What began in December 31, 2019 as a cluster of cases of pneumonia with an unknown etiology, quickly spread throughout the world. In January 2020, the cause of the pneumonia cases was determined to be a novel coronavirus, which we now know as SARS-CoV-2. In February 2020, the World Health Organization announced that the disease caused by SARS-CoV-2 would be named COVID-19, and months later the world stood still in the midst of international and national lockdowns and quarantine. Remarkably, in a series of fortunate events and by the power and collaboration of researchers worldwide, a vaccine against SARS-CoV-2 that efficiently protects against COVID-19 was developed by the end of 2020.
Although the rapid design and development of the vaccine had the promise to lead to an eventual end of the COVID-19 pandemic, the vaccines were met with extreme skepticism even before they were available for the general public. The reasoning for skepticism varies across individuals and various groups. The reasons range from general skepticism of the medical community to conspiracy theories about government control to questions about the safety of the rapidly developed vaccine. Regardless, around one-third of the population continues to refuse receiving a COVID-19 vaccine. As such, a question remains as to how effective are the COVID-19 vaccines for preventing COVID-19 cases and saving lives?
These questions were the driving force behind a recent research publication led and published by Dr. James L. Doti from Chapman University. In the research, Dr. Doti performed high level statistical analyses on COVID-19 case and death data from all 50 states. The case and death data encompassed the dates of January 1, 2021, after the start of vaccinations for healthcare workers, to August 10, 2021, when much of the general public had access to the vaccines. Dr. Doti then ran statistical analyses on the data to measure the efficacy of increasing vaccination rates on reducing cases of, and deaths attributed to, COVID-19. The statistical models showed that the vaccines have prevented around 16.7 million SARS-CoV-2 infections in the United States over the seven months that were analyzed. Remarkably, the statistical models also showed that the vaccines have prevented around 245,000 COVID-19 related deaths.

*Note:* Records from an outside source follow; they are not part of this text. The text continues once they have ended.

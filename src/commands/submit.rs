//! `submit` subcommand: create a tape staging request

use crate::{status_err, Application, NLA_APP};

use abscissa_core::{Command, Runnable, Shutdown};
use anyhow::Result;
use chrono::Utc;

use nla_core::api::{self, SubmitRequest};

/// `submit` subcommand
#[derive(clap::Parser, Command, Debug)]
pub(super) struct SubmitCmd {
    /// User (quota) the request is made under
    #[clap(long, value_name = "USER")]
    quota: String,

    /// Logical path to stage (can be given multiple times)
    #[clap(long = "file", value_name = "PATH", conflicts_with = "pattern")]
    files: Vec<String>,

    /// Substring pattern selecting the files to stage
    #[clap(long, value_name = "PATTERN")]
    pattern: Option<String>,

    /// Retention date (YYYY-MM-DD) [default: five days from now]
    #[clap(long, value_name = "DATE")]
    retention: Option<String>,

    /// Human readable label for the request
    #[clap(long, value_name = "LABEL")]
    label: Option<String>,

    /// Email address notified when the first file arrives on disk
    #[clap(long, value_name = "EMAIL")]
    notify_first: Option<String>,

    /// Email address notified when the request completes
    #[clap(long, value_name = "EMAIL")]
    notify_last: Option<String>,
}

impl Runnable for SubmitCmd {
    fn run(&self) {
        if let Err(err) = self.inner_run() {
            status_err!("{}", err);
            NLA_APP.shutdown(Shutdown::Crash);
        };
    }
}

impl SubmitCmd {
    fn inner_run(&self) -> Result<()> {
        let config = NLA_APP.config();
        let store = config.open_store()?;

        let submit = SubmitRequest {
            quota: self.quota.clone(),
            patterns: self.pattern.clone(),
            files: (!self.files.is_empty()).then(|| self.files.clone()),
            retention: self.retention.clone(),
            label: self.label.clone(),
            notify_on_first_file: self.notify_first.clone(),
            notify_on_last_file: self.notify_last.clone(),
        };
        let request_id = api::submit_request(&store, &submit, Utc::now())?;
        println!("created request {request_id}");
        Ok(())
    }
}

The results from this paper are the first to show how vaccination rates affect COVID-19 cases and deaths. While this may not be surprising for many medical professionals, this is an important addition to the public discourse on the safety and efficacy of vaccines. Dr. John Swartzberg, a clinical professor emeritus at UC Berkeley, said of the paper, “That vaccination saves lives is not at all surprising. [… but the data] further emphasizes how well our current vaccines are in protecting people from death.” Dr. Doti is continuing to analyze COVID-19 data as it becomes available, however, one clear message has emerged from the data so far: vaccines save lives.